◆ Work required
How many lines in the data that follows contain the word "mapping"? Only that number is needed.
Top of Task data
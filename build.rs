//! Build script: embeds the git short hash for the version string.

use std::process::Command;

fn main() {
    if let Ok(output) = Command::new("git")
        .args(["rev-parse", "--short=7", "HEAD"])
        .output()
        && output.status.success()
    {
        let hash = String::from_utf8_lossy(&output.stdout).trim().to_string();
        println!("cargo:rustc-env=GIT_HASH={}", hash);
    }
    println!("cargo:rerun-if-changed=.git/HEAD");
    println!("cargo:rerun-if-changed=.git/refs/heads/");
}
Bottom of Task data
Top of Task data
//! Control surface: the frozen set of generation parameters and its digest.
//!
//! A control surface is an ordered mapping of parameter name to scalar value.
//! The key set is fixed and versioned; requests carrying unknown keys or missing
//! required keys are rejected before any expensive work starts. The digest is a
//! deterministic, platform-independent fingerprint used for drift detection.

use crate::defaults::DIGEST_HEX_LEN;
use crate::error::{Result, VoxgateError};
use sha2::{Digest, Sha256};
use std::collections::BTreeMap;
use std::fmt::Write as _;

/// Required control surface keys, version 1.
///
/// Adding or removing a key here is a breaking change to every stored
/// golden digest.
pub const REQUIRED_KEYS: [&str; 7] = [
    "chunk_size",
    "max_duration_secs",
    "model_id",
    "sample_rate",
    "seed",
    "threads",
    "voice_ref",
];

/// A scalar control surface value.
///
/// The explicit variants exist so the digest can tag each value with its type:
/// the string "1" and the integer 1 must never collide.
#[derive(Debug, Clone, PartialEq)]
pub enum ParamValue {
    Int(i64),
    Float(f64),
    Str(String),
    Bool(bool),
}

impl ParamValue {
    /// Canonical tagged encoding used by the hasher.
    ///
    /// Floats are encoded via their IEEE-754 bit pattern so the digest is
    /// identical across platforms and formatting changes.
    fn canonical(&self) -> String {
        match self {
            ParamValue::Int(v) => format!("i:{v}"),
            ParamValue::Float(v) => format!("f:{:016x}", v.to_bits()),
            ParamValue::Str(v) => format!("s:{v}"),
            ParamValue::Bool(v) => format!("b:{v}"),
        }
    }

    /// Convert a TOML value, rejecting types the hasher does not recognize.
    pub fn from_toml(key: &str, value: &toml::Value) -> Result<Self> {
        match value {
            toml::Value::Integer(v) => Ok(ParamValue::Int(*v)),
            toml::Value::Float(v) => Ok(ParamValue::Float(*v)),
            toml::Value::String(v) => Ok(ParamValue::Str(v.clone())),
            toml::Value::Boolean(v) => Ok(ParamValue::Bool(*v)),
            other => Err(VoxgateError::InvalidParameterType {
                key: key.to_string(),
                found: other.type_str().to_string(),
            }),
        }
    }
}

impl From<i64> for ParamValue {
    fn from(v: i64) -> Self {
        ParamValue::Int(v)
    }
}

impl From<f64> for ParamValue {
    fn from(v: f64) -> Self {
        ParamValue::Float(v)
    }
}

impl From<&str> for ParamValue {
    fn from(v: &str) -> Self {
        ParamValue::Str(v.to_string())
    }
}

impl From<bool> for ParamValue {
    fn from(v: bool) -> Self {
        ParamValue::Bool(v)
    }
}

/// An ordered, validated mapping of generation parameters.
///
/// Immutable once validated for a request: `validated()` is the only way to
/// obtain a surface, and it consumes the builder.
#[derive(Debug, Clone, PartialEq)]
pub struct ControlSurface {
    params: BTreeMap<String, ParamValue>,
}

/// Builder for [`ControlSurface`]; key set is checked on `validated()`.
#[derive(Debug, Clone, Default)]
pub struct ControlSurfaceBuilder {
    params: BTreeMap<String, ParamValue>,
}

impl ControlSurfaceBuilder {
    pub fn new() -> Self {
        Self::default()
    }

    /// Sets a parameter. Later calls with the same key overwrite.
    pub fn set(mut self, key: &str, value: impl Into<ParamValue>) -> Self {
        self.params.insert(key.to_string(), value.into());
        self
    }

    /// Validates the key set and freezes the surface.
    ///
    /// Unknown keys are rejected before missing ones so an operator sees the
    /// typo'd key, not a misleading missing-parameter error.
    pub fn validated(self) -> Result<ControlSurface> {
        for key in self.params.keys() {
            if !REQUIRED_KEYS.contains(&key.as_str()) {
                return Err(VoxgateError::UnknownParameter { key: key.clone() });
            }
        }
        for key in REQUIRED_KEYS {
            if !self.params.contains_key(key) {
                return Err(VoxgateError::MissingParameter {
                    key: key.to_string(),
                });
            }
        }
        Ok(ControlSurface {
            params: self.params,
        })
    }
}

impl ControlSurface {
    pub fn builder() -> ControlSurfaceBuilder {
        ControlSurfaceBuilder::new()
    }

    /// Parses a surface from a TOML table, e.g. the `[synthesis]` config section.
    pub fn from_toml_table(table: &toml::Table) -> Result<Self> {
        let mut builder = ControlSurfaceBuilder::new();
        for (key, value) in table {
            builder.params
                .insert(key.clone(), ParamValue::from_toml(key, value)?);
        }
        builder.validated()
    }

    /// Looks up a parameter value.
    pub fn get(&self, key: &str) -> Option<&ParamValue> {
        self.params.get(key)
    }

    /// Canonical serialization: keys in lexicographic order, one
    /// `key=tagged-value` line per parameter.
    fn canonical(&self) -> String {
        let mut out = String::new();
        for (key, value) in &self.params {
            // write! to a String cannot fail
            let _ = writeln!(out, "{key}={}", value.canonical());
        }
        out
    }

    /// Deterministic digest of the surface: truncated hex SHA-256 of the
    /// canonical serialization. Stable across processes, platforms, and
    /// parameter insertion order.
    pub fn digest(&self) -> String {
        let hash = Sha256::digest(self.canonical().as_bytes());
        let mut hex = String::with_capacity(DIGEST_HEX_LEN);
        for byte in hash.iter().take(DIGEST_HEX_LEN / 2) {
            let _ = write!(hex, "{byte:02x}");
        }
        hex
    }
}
Bottom of Task data
◆ Final answer
2